The Electronic Frontier Foundation sued the government Thursday demanding a judge order the feds to release documents allegedly showing the National Security Agency unlawfully surveilled Americans’ e-mails and telephone calls.
Specifically the EFF wants the government to make public a secret court ruling that found that the feds had broken a 2008 wiretapping law that was intended to legalize President George W. Bush’s warrantless wiretapping program.
The public first learned of that ruling thanks to three damning statements U.S. Sen. Ron Wyden (D-Oregon) obtained national security clearance to make public. Wyden, a member of the Senate Intelligence Committee, presumably learned of the lawbreaking in briefings from the intelligence community.

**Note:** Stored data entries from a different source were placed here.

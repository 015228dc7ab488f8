//! Application state for the stompscope TUI.
//!
//! - [`Focus`] - which form element receives keystrokes
//! - [`ui`] - style helpers shared by the renderer
//!
//! # Focus ring
//!
//! ```text
//! Url -> [Token] -> Channel -> Subscriptions -> Log
//!  ^                                             |
//!  +---------------------------------------------+
//! ```
//!
//! `Token` is only part of the ring while auth is enabled.

pub mod state;
pub mod ui;

pub use state::Focus;
pub use ui::{state_style, tone_style};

The statements concerned alleged abuses of the FISA Amendments Act, a 2008 law that allows the government to conduct widespread e-mail and phone surveillance inside the United States, without probable-cause warrants, targeting people or groups “reasonably believed to be located outside the United States to acquire foreign intelligence information.” In other words, the government can collect all e-mails and phone calls from the United States to Lebanon, so long as the target is a suspected terrorist group in Lebanon. If the government collects e-mails that are sent by people believed to be American, the person’s identity is supposed to be given a pseudonym or “minimized.”
The government is required to get approval from a secret court known as the Foreign Intelligence Surveillance Court or FISC for both wide-net and targeted surveillance performed inside the United States.

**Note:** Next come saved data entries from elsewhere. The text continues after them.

//! Persistent form state for the TUI.
//!
//! ```text
//! FormState (owned by TuiRunner)
//! ├── url: InputWidgetState
//! ├── token: InputWidgetState
//! ├── channel: InputWidgetState
//! └── selected_chip: usize
//! ```
//!
//! The URL and token buffers are copied into the session settings right
//! before each connect.

// Rust guideline compliant 2026-02

use tui_input::{Input, InputRequest};

use super::actions::TuiAction;

/// Persistent state for a text input.
///
/// Wraps [`tui_input::Input`] which manages the text buffer and cursor.
#[derive(Debug, Default, Clone)]
pub struct InputWidgetState {
    input: Input,
}

impl InputWidgetState {
    /// Create an empty input.
    pub fn new() -> Self {
        Self::default()
    }

    /// Create an input holding `value` with the cursor at the end.
    pub fn with_value(value: impl Into<String>) -> Self {
        Self {
            input: Input::default().with_value(value.into()),
        }
    }

    /// Current text.
    pub fn value(&self) -> &str {
        self.input.value()
    }

    /// Visual cursor column (wide characters counted).
    pub fn visual_cursor(&self) -> usize {
        self.input.visual_cursor()
    }

    /// Horizontal scroll offset for a viewport `width` columns wide.
    pub fn visual_scroll(&self, width: usize) -> usize {
        self.input.visual_scroll(width)
    }

    /// Apply an editing request.
    pub fn handle(&mut self, req: InputRequest) {
        self.input.handle(req);
    }

    /// Clear the buffer.
    pub fn reset(&mut self) {
        self.input.reset();
    }

    /// Return the text and clear the buffer.
    pub fn take(&mut self) -> String {
        let value = self.input.value().to_string();
        self.input.reset();
        value
    }
}

/// Map an editing action onto a `tui_input` request.
///
/// Returns `None` for actions that are not text edits.
pub fn edit_request(action: &TuiAction) -> Option<InputRequest> {
    Some(match action {
        TuiAction::InputChar(c) => InputRequest::InsertChar(*c),
        TuiAction::InputBackspace => InputRequest::DeletePrevChar,
        TuiAction::InputDelete => InputRequest::DeleteNextChar,
        TuiAction::CursorLeft => InputRequest::GoToPrevChar,
        TuiAction::CursorRight => InputRequest::GoToNextChar,
        TuiAction::CursorHome => InputRequest::GoToStart,
        TuiAction::CursorEnd => InputRequest::GoToEnd,
        TuiAction::DeleteWord => InputRequest::DeletePrevWord,
        _ => return None,
    })
}

/// Form fields plus the selected subscription chip.
#[derive(Debug, Default, Clone)]
pub struct FormState {
    /// Server URL field.
    pub url: InputWidgetState,
    /// Auth token field.
    pub token: InputWidgetState,
    /// New-channel field.
    pub channel: InputWidgetState,
    selected_chip: usize,
}

impl FormState {
    /// Form pre-filled with a URL and token.
    pub fn new(url: &str, token: &str) -> Self {
        Self {
            url: InputWidgetState::with_value(url),
            token: InputWidgetState::with_value(token),
            channel: InputWidgetState::new(),
            selected_chip: 0,
        }
    }

    /// Index of the selected chip.
    pub fn selected_chip(&self) -> usize {
        self.selected_chip
    }

    /// Select the previous chip.
    pub fn chip_prev(&mut self) {
        self.selected_chip = self.selected_chip.saturating_sub(1);
    }

    /// Select the next chip, staying below `count`.
    pub fn chip_next(&mut self, count: usize) {
        if self.selected_chip + 1 < count {
            self.selected_chip += 1;
        }
    }

    /// Keep the selection inside `count` chips.
    pub fn clamp_chip(&mut self, count: usize) {
        self.selected_chip = self.selected_chip.min(count.saturating_sub(1));
    }
}

#[cfg(test)]
mod tests {
    use super::*;

    #[test]
    fn input_basic_operations() {
        let mut state = InputWidgetState::new();
        state.handle(InputRequest::InsertChar('h'));
        state.handle(InputRequest::InsertChar('i'));
        assert_eq!(state.value(), "hi");
        assert_eq!(state.visual_cursor(), 2);

        state.handle(InputRequest::DeletePrevChar);
        assert_eq!(state.value(), "h");
    }

    #[test]
    fn input_with_value_puts_cursor_at_end() {
        let mut state = InputWidgetState::with_value("ws://h");
        assert_eq!(state.visual_cursor(), 6);
        state.handle(InputRequest::InsertChar('x'));
        assert_eq!(state.value(), "ws://hx");
    }

    #[test]
    fn input_take_clears() {
        let mut state = InputWidgetState::with_value("/queue/a");
        assert_eq!(state.take(), "/queue/a");
        assert_eq!(state.value(), "");
    }

    #[test]
    fn edit_request_mapping() {
        assert_eq!(
            edit_request(&TuiAction::InputChar('a')),
            Some(InputRequest::InsertChar('a'))
        );
        assert_eq!(
            edit_request(&TuiAction::InputBackspace),
            Some(InputRequest::DeletePrevChar)
        );
        assert_eq!(edit_request(&TuiAction::Connect), None);
    }

    #[test]
    fn chip_selection_bounds() {
        let mut form = FormState::new("u", "t");
        form.chip_next(3);
        form.chip_next(3);
        form.chip_next(3);
        assert_eq!(form.selected_chip(), 2);
        form.chip_prev();
        assert_eq!(form.selected_chip(), 1);

        form.clamp_chip(1);
        assert_eq!(form.selected_chip(), 0);
        form.chip_prev();
        assert_eq!(form.selected_chip(), 0);
    }
}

Here are the statements Wyden was authorized to divulge:
• “A recent unclassified report noted that the [FISC] has repeatedly held that collection carried out pursuant to the FISA Section 702 minimization procedures used by the government is reasonable under the Fourth Amendment.”
• “It is also true that on at least one occasion the [FISC] held that some collection carried out pursuant to the Section 702 minimization procedures used by the government was unreasonable under the Fourth Amendment.”

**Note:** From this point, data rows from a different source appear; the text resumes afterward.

//! In-memory connector for tests.
//!
//! Records every activation, subscribe and deactivate call and hands the
//! event sink back so tests can play the client's side.

use std::cell::RefCell;
use std::rc::Rc;

use super::{ClientConfig, Connector, EventSink, SessionHandle};
use crate::session::SessionId;

/// What the fake client observed.
#[derive(Debug, Default)]
pub struct Recorded {
    /// Config and sink of every activation, oldest first.
    pub activations: Vec<(ClientConfig, EventSink)>,
    /// `(session, destination)` per subscribe call.
    pub subscribed: Vec<(SessionId, String)>,
    /// Sessions that were deactivated.
    pub deactivated: Vec<SessionId>,
}

/// Connector whose sessions only record calls.
#[derive(Debug, Default, Clone)]
pub struct FakeConnector {
    /// Shared call record.
    pub recorded: Rc<RefCell<Recorded>>,
}

impl FakeConnector {
    /// Sink handed to the most recent activation.
    pub fn last_sink(&self) -> EventSink {
        self.recorded
            .borrow()
            .activations
            .last()
            .map(|(_, sink)| sink.clone())
            .expect("no activation")
    }

    /// Number of activations so far.
    pub fn activation_count(&self) -> usize {
        self.recorded.borrow().activations.len()
    }
}

/// Handle returned by [`FakeConnector`].
#[derive(Debug)]
pub struct FakeHandle {
    id: SessionId,
    recorded: Rc<RefCell<Recorded>>,
}

impl Connector for FakeConnector {
    type Handle = FakeHandle;

    fn activate(&self, config: ClientConfig, events: EventSink) -> FakeHandle {
        let id = events.session();
        self.recorded.borrow_mut().activations.push((config, events));
        FakeHandle {
            id,
            recorded: Rc::clone(&self.recorded),
        }
    }
}

impl SessionHandle for FakeHandle {
    fn subscribe(&mut self, destination: &str) {
        self.recorded
            .borrow_mut()
            .subscribed
            .push((self.id, destination.to_string()));
    }

    fn deactivate(self) {
        self.recorded.borrow_mut().deactivated.push(self.id);
    }
}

• “I believe that the government’s implementation of Section 702 of FISA has sometimes circumvented the spirit of the law, and on at least one occasion the [FISC] has reached this same conclusion.”
In short, Wyden is trying to say that the NSA has found a way to collect a ton of information on Americans and sift through it in a way that he considers to be illegal. And, in at least one secret decision by a secret court, judges agree with him.
On July 26, the EFF sought documents under a Freedom of Information Act claim to support Wyden’s statements, including classified FISA court opinions, reports and any documents connected to congressional briefings about the topic. The government did not forward any documents, so the EFF sued in federal court in the District of Columbia.
Kathleen Turner, the legislative director at the Office of the Director of National Intelligence, told Wyden in a letter authorizing his statements that the FISA court’s opinions are classified.
She also told Wyden that “The government has remedied these concerns and the FISC has continued to approve the collection as consistent with the statute and reasonable under the Fourth Amendment.” (.pdf)
The FISA Amendments Act, expiring at year’s end, authorizes the government to electronically eavesdrop on Americans’ phone calls and e-mails without a probable-cause warrant so long as one of the parties to the communication is outside the United States. The communications may be intercepted “to acquire foreign intelligence information.”
The FISA Amendments Act, which the Obama administration said was its top intelligence priority, generally requires the Foreign Intelligence Surveillance Court to rubber-stamp terror-related electronic surveillance requests that ensnare Americans’ communications. The government does not have to identify the target or facility to be monitored. It can begin surveillance a week before making the request, and the surveillance can continue during the appeals process if, in a rare case, the secret FISA court rejects the surveillance application.
Committees in the House and Senate have agreed to reauthorize the act for up to five years. No floor votes have been taken.